Re: "...it actually is fair that the SEC can shut
Post# of 36728
As its name implies, the Securities and Exchange Commission was established on 06/06/1934 to be, among other things, a watchdog of the public securities markets in the US. Arguably, for much of their history, the SEC focused upon the exchange or trading of securities of listed companies (i.e., companies whose stock trades on SRO stock exchanges like NYSE, NYSE-AMEX, and Nasdaq). Over-the-counter stocks were more or less an afterthought until the internet became available for commerce and online trading in over-the-counter penny stocks flourished. From a field which had been left fallow for years sprang many noxious weeds. With the appointment of a new SEC chair in April,2013, the SEC put life and teeth into the Microcap Fraud Task Force, and the hunt was on for the fraudsters.

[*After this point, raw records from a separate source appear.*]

//! Temporal intelligence: decides how much recency should count for a query.
//!
//! The pipeline for one query is:
//!
//! 1. [`intent::IntentClassifier`] turns the query and the candidate records into a
//!    [`QueryIntent`] with a confidence in `[0, 1]`.
//! 2. [`router::route_query`] maps that to a [`Strategy`].
//! 3. The strategy runs as pure timestamp ordering ([`timeline`]), fused
//!    semantic+recency scoring ([`scoring`], parameterized by a [`profile`]),
//!    or a semantic pass-through.
//! 4. [`explain::explain_ranking`] renders a trace of the result.
//!
//! Every operation here is total: malformed timestamps, failed embeddings and
//! bad confidences degrade to defaults instead of surfacing errors.

pub mod explain;
pub mod intent;
pub mod profile;
pub mod router;
pub mod scoring;
pub mod timeline;
pub mod timestamp;

use chrono::{DateTime, Utc};
use std::sync::Arc;

pub use intent::{IntentClassifier, QueryIntent};
pub use profile::TemporalProfile;
pub use router::Strategy;
pub use scoring::RankedMemory;

use crate::embedding::EmbeddingProvider;
use crate::memory::types::MemoryRecord;

/// Facade over the temporal pipeline. The embedder it is given should be the shared cached one.
pub struct TemporalIntelligence {
    classifier: IntentClassifier,
}

impl TemporalIntelligence {
    pub fn new(embedder: Arc<dyn EmbeddingProvider>) -> Self {
        Self {
            classifier: IntentClassifier::new(embedder),
        }
    }

    pub fn analyze_intent(
        &self,
        query: &str,
        records: &[MemoryRecord],
        now: DateTime<Utc>,
    ) -> (QueryIntent, f64) {
        self.classifier.analyze(query, records, now)
    }

    pub fn route(
        &self,
        query: &str,
        records: &[MemoryRecord],
        intent: QueryIntent,
        confidence: f64,
    ) -> Strategy {
        router::route_query(query, records, intent, confidence)
    }

    /// Profile `records` and rank them for the intent. Returns the profile used.
    pub fn score(
        &self,
        records: Vec<MemoryRecord>,
        intent: QueryIntent,
        confidence: f64,
        now: DateTime<Utc>,
    ) -> (Vec<RankedMemory>, TemporalProfile) {
        let profile = profile::build_profile(&records, now);
        let ranked = scoring::score_memories(records, intent, confidence, &profile, now);
        (ranked, profile)
    }

    pub fn by_timestamp(
        &self,
        records: Vec<MemoryRecord>,
        limit: usize,
        time_filter_hours: Option<f64>,
        now: DateTime<Utc>,
    ) -> Vec<RankedMemory> {
        timeline::memories_by_timestamp(records, limit, time_filter_hours, now)
    }

    pub fn explain(
        &self,
        ranked: &[RankedMemory],
        intent: QueryIntent,
        profile: Option<&TemporalProfile>,
    ) -> String {
        explain::explain_ranking(ranked, intent, profile)
    }
}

Playing fair implies playing by the rules. But in the case of suspended stocks, what are the rules? The SEC could better fend off criticism, born of the anger of shareholders of suspended penny stocks (notwithstanding deserving suspension), by codifying the rules of the game post suspension. Temporary suspension is the virtual imposition of a life sentence in the Grey Sheets dungeon. There's no established timeframe for SEC litigation followed by adjudication. Arrested persons have the right to due process of law, defined and codified. It's only fair that companies whose stock is suspended be given due process that is a mite better than throwing away the key to the jail cell in most cases.